Упорно и неотвратимо подбираясь к ее дышащим ароматным теплом распаренным губам, застенчиво затаившимся между ее тонких и длинных полированных ног, я целовал Нике ее воздушный позвоночник, с упоением облизывал ее бархатные бедра, терся потным лбом о ее шелковые трусики, хрипел, стонал, плакал, смеялся и, главное, не думал, не думал, а значит, не беспокоился, а значит, не тревожился, а значит, не боялся, а значит, был сильным.

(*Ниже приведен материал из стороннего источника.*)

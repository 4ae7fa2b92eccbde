use std::fs::File;
use std::path::Path;
use std::sync::Arc;

use chrono::{Duration, NaiveDate, NaiveDateTime, NaiveTime};
use parquet::{
    basic::{ConvertedType, Type as PhysicalType},
    data_type::{BoolType, ByteArray, ByteArrayType, DoubleType, Int32Type, Int64Type},
    file::{
        properties::WriterProperties,
        reader::{FileReader, SerializedFileReader},
        writer::SerializedFileWriter,
    },
    record::{reader::RowIter, Field},
    schema::{parser::parse_message_type, types::ColumnDescriptor},
};

use crate::types::error::{Error, Result};
use crate::types::{Chunk, Column, DataType, OutputSchema, Row, Value};

use super::{StorageReader, CHUNK_SIZE};

fn epoch() -> NaiveDate {
    NaiveDate::default()
}

fn epoch_time() -> NaiveDateTime {
    epoch().and_time(NaiveTime::MIN)
}

pub struct ParquetReader {
    iter: RowIter<'static>,
    schema: OutputSchema,
}

impl StorageReader for ParquetReader {
    fn next_chunk(&mut self) -> Result<Chunk> {
        let mut chunk = Chunk::default();

        for record in self.iter.by_ref() {
            let row = record
                .get_column_iter()
                .map(|(_, field)| field_to_value(field))
                .collect::<Result<Row>>()?;
            if row.len() != self.schema.len() {
                return Err(Error::Storage(format!(
                    "Expected {} columns, row has {}",
                    self.schema.len(),
                    row.len()
                )));
            }
            chunk.rows.push(row);

            if chunk.len() >= CHUNK_SIZE {
                break;
            }
        }

        Ok(chunk)
    }
}

impl ParquetReader {
    pub fn new(path: &Path, schema: OutputSchema) -> Result<ParquetReader> {
        let file = File::open(path).map_err(|e| {
            Error::Storage(format!("Could not open {} to read table data: {}", path.display(), e))
        })?;
        let reader = SerializedFileReader::new(file)?;
        Ok(ParquetReader {
            iter: reader.into_iter(),
            schema,
        })
    }

    pub fn read_metadata(path: &Path) -> Result<OutputSchema> {
        let file = File::open(path).map_err(|e| {
            Error::Storage(format!(
                "Could not open {} to read table metadata: {}",
                path.display(),
                e
            ))
        })?;
        let reader = SerializedFileReader::new(file)?;

        let columns = reader
            .metadata()
            .file_metadata()
            .schema_descr()
            .columns()
            .iter()
            .map(|descriptor| {
                Ok(Column::new(descriptor.name(), column_data_type(descriptor)?))
            })
            .collect::<Result<Vec<Column>>>()?;

        Ok(OutputSchema::new(columns))
    }
}

fn column_data_type(descriptor: &ColumnDescriptor) -> Result<DataType> {
    match (descriptor.physical_type(), descriptor.converted_type()) {
        (PhysicalType::BOOLEAN, _) => Ok(DataType::Boolean),
        (PhysicalType::INT32, ConvertedType::DATE) => Ok(DataType::Date),
        (PhysicalType::INT32, _) => Ok(DataType::Int),
        (PhysicalType::INT64, ConvertedType::TIMESTAMP_MILLIS)
        | (PhysicalType::INT64, ConvertedType::TIMESTAMP_MICROS) => Ok(DataType::Timestamp),
        (PhysicalType::INT64, _) => Ok(DataType::BigInt),
        (PhysicalType::FLOAT, _) | (PhysicalType::DOUBLE, _) => Ok(DataType::Double),
        (PhysicalType::BYTE_ARRAY, _) => Ok(DataType::Varchar),
        (physical, _) => Err(Error::Storage(format!(
            "Unsupported parquet column {} of type {}",
            descriptor.name(),
            physical
        ))),
    }
}

fn field_to_value(field: &Field) -> Result<Value> {
    let value = match field {
        Field::Null => Value::Null,
        Field::Bool(b) => Value::Bool(*b),
        Field::Byte(b) => Value::Int(*b as i32),
        Field::Short(s) => Value::Int(*s as i32),
        Field::Int(i) => Value::Int(*i),
        Field::Long(l) => Value::Long(*l),
        Field::UByte(b) => Value::Int(*b as i32),
        Field::UShort(s) => Value::Int(*s as i32),
        Field::UInt(i) => Value::Long(*i as i64),
        Field::Float(f) => Value::Double(*f as f64),
        Field::Double(d) => Value::Double(*d),
        Field::Str(s) => Value::Str(s.clone()),
        Field::Bytes(b) => Value::Str(String::from_utf8_lossy(b.data()).into_owned()),
        Field::Date(days) => epoch()
            .checked_add_signed(Duration::days(*days as i64))
            .map(Value::Date)
            .ok_or_else(|| Error::Storage(format!("Date out of range: {}", days)))?,
        Field::TimestampMillis(ms) => epoch_time()
            .checked_add_signed(Duration::milliseconds(*ms))
            .map(Value::Timestamp)
            .ok_or_else(|| Error::Storage(format!("Timestamp out of range: {}", ms)))?,
        Field::TimestampMicros(us) => epoch_time()
            .checked_add_signed(Duration::microseconds(*us))
            .map(Value::Timestamp)
            .ok_or_else(|| Error::Storage(format!("Timestamp out of range: {}", us)))?,
        other => {
            return Err(Error::Storage(format!(
                "Unsupported parquet value: {}",
                other
            )))
        }
    };
    Ok(value)
}

fn message_type(schema: &OutputSchema) -> String {
    let fields = schema
        .columns
        .iter()
        .map(|column| {
            let name = &column.name;
            match column.data_type.unwrap_or(DataType::Varchar) {
                DataType::Boolean => format!("OPTIONAL BOOLEAN {};", name),
                DataType::Int => format!("OPTIONAL INT32 {};", name),
                DataType::BigInt => format!("OPTIONAL INT64 {};", name),
                DataType::Double => format!("OPTIONAL DOUBLE {};", name),
                DataType::Varchar => format!("OPTIONAL BYTE_ARRAY {} (UTF8);", name),
                DataType::Date => format!("OPTIONAL INT32 {} (DATE);", name),
                DataType::Timestamp => format!("OPTIONAL INT64 {} (TIMESTAMP_MICROS);", name),
            }
        })
        .collect::<Vec<String>>()
        .join("\n  ");
    format!("message schema {{\n  {}\n}}", fields)
}

fn mismatch(column: &Column, value: &Value) -> Error {
    Error::Storage(format!(
        "Value {} does not fit column {} ({:?})",
        value, column.name, column.data_type
    ))
}

/// Non-null values of column `index`, converted with `convert`.
fn present<T>(
    rows: &[Row],
    index: usize,
    column: &Column,
    convert: impl Fn(&Value) -> Option<T>,
) -> Result<Vec<T>> {
    rows.iter()
        .map(|row| &row[index])
        .filter(|value| !value.is_null())
        .map(|value| convert(value).ok_or_else(|| mismatch(column, value)))
        .collect()
}

/// Writes `rows` as a single row group. Every column is OPTIONAL so NULLs
/// survive the round trip.
pub fn write_table(path: &Path, schema: &OutputSchema, rows: &[Row]) -> Result<()> {
    if let Some(row) = rows.iter().find(|row| row.len() != schema.len()) {
        return Err(Error::Storage(format!(
            "Row has {} values, schema has {} columns",
            row.len(),
            schema.len()
        )));
    }

    let message = message_type(schema);
    let parquet_schema = Arc::new(parse_message_type(&message)?);
    let properties = Arc::new(WriterProperties::builder().build());
    let mut writer = SerializedFileWriter::new(File::create(path)?, parquet_schema, properties)?;

    let mut row_group = writer.next_row_group()?;
    let mut index = 0;
    while let Some(mut column_writer) = row_group.next_column()? {
        let column = &schema.columns[index];
        let def_levels = rows
            .iter()
            .map(|row| if row[index].is_null() { 0 } else { 1 })
            .collect::<Vec<i16>>();

        match column.data_type.unwrap_or(DataType::Varchar) {
            DataType::Boolean => {
                let values = present(rows, index, column, |v| match v {
                    Value::Bool(b) => Some(*b),
                    _ => None,
                })?;
                column_writer
                    .typed::<BoolType>()
                    .write_batch(&values, Some(&def_levels), None)?;
            }
            DataType::Int => {
                let values = present(rows, index, column, |v| match v {
                    Value::Int(i) => Some(*i),
                    _ => None,
                })?;
                column_writer
                    .typed::<Int32Type>()
                    .write_batch(&values, Some(&def_levels), None)?;
            }
            DataType::BigInt => {
                let values = present(rows, index, column, Value::as_i64)?;
                column_writer
                    .typed::<Int64Type>()
                    .write_batch(&values, Some(&def_levels), None)?;
            }
            DataType::Double => {
                let values = present(rows, index, column, Value::as_f64)?;
                column_writer
                    .typed::<DoubleType>()
                    .write_batch(&values, Some(&def_levels), None)?;
            }
            DataType::Varchar => {
                let values = present(rows, index, column, |v| {
                    Some(ByteArray::from(v.to_string().as_str()))
                })?;
                column_writer
                    .typed::<ByteArrayType>()
                    .write_batch(&values, Some(&def_levels), None)?;
            }
            DataType::Date => {
                let values = present(rows, index, column, |v| match v {
                    Value::Date(d) => i32::try_from((*d - epoch()).num_days()).ok(),
                    _ => None,
                })?;
                column_writer
                    .typed::<Int32Type>()
                    .write_batch(&values, Some(&def_levels), None)?;
            }
            DataType::Timestamp => {
                let values = present(rows, index, column, |v| match v {
                    Value::Timestamp(ts) => (*ts - epoch_time()).num_microseconds(),
                    _ => None,
                })?;
                column_writer
                    .typed::<Int64Type>()
                    .write_batch(&values, Some(&def_levels), None)?;
            }
        }

        column_writer.close()?;
        index += 1;
    }
    row_group.close()?;
    writer.close()?;

    Ok(())
}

Я не слышал, как взломали дверь; треск и грохот, верно, были впечатляющими, но только не для меня.
Я едва почувствовал, как меня чем-то ударили по затылку, а удар, верно, был крайне мощным, потому что я тотчас потерял сознание.
Я не знал, что произошло. Я не мог знать, что произошло, потому что я не хотел знать, что произошло (а что-то наверняка произошло, раз кто-то взломал дверь и ударил меня по затылку).
Но на самом-то деле все, конечно, было не так.
И не там.
Меня окружала другая среда и другие люди. Вместо воздуха была вода. И двигаться в воде было чрезвычайно приятно. И дышать в воде было тоже чрезвычайно приятно. Я пускал пузыри, мягко и медленно махал руками, как воскресающий лебедь, и хохотал от восторга. Неподалеку от меня покачивался невесомо Лев Толстой. Только это был не тот самый Лев Толстой, которого мы привыкли видеть на фотографиях, картинках и видеопленке, а настоящий Лев Толстой. И являл он собой следующее: старичок, маленький, без бороды, с огромными ушами, с тремя-четырьмя волосенками, с круглыми глазенками, часто моргающий, то и дело с завидной регулярностью бьющий себя огромным членом то по одной, то по другой щеке. То по одной, то по другой. В редких между ударами паузах он с ненавистью смотрел на имитирующую игру в лаун-теннис Мерилин Монро. Вторичные половые признаки, как я заметил, у Монро отсутствовали, а на месте первичных я не углядел ничего, кроме лоснящейся кожи. На широких бедрах Мэрилин волнами перекатывался жир, по невыразительному плоскому круглому лицу желтыми блошками прыгали веснушки; а на огромных растоптанных ступнях длинными корявыми змеями извивались пальцы. Мячи Мерилин подавал Лермонтов, тот самый, но другой, стройный, широкоплечий, голубоглазый, усмешливый, со вкусом покуривающий "Житан", несколько дней модно небритый, с парой дуэльных пистолетов за поясом, весь, от начала пяток и до кончиков волос, дышащий сексом и войной.